It was a word the Count didn’t know. But it was also the proper term to describe how she had styled her hair. He knew that in the way he knew all the things he shouldn’t have, so he shoved it aside and kept on.

“Bring her to me,” he said before he thought better of it.

Then he thought better of it and still said nothing to contradict himself.

“She’s not your wife,” Robert said, scowling. “You have no wife. You are the Count, the leader of the glorious path, and the answer to every question of the faithful!”

“Yes, yes,” the Count said with a wave of his hand. What he thought was that Robert didn’t actually know if this woman was his wife. Neither did he. Because he couldn’t simply have appeared from nowhere in a shower of flame, the way everyone claimed. He’d understood that from the start. At the very least, he’d thought, if he’d simply appeared one day in a burst of glory, he wouldn’t have needed all that time to recover, would he?

But these mysteries of faith, he’d learned, were not something he could explore in public.

What he knew was that if he’d come from somewhere else, that meant he’d had a life there. Wherever it was. And if this woman thought she knew him, it was possible she could prove to be a font of information.

The Count wanted information more than anything.
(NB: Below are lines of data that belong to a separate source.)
/*
 * disjoint-forest - Union-Find engine and graph tree validation
 *
 * Feature-First Architecture:
 * - shared/      : Common models (Edge, VertexId)
 * - features/    : disjoint_set (dense + keyed forests) → tree_validation
 * - config/      : Validator configuration (YAML v1)
 *
 * Complexity:
 * - find / union: O(α(n)) amortized (path compression + union by rank)
 * - is_valid_tree: O(n · α(n)), O(1) when the edge count already rules it out
 */

/// Shared models
pub mod shared;

/// Feature modules
pub mod features;

/// Configuration system
pub mod config;

/// Error types
pub mod errors;

// ═══════════════════════════════════════════════════════════════════════════
// Re-exports for Public API
// ═══════════════════════════════════════════════════════════════════════════

pub use config::{ConfigError, EmptyGraphPolicy, ValidatorConfig};
pub use errors::{ErrorKind, ForestError, Result};
pub use features::disjoint_set::{DisjointSetForest, DisjointSets, ForestStats, Rank, UnionFind};
pub use features::tree_validation::{
    is_valid_tree, GraphInput, GraphTreeValidator, InputFormat, TreeVerdict,
};
pub use shared::models::{Edge, VertexId};

#[cfg(test)]
mod tests {
    use super::*;

    #[test]
    fn test_basic_functionality() {
        let mut forest = DisjointSetForest::new();
        forest.make_sets(["a", "b", "c"]).unwrap();
        forest.union_sets("a", "b").unwrap();

        assert!(forest.connected("a", "b").unwrap());
        assert!(!forest.connected("a", "c").unwrap());
        assert_eq!(forest.set_count(), 2);

        let edges = [Edge::new(0, 1), Edge::new(1, 2)];
        assert!(is_valid_tree(3, &edges).unwrap());
    }
}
He didn’t wait to see if Robert would obey him. He knew the other man would, because everyone did. The Count left the surveillance room behind and walked back through his compound. He knew it so well, every room and every wall built of logs. The fireplaces of stone and the thick rugs on the common floors. He had never thought beyond this place. Because everything he wanted and needed was right here. The mountain gave and the followers received, that was the way.

Sydney. Saint Petersburg. Vancouver. Reykjavik. Oslo. Rome.

What did it mean that he could suddenly see so many more places? Places not hewn from wood and tucked away in these mountains, with nothing to see in all directions but trees and weather? He wasn’t sure he wanted to know.

The Count made his way to his own private rooms, set apart from the dormitories where the rest of his people slept. He kept his expression blank as he moved, as if he was communing with the Spirit the way he was supposed to do, the better to discourage anyone from approaching him.

The good news was that no one would dare. They watched him as he walked and the more attention-seeking among them pitched their prayers even louder, but no one tried to catch his eye.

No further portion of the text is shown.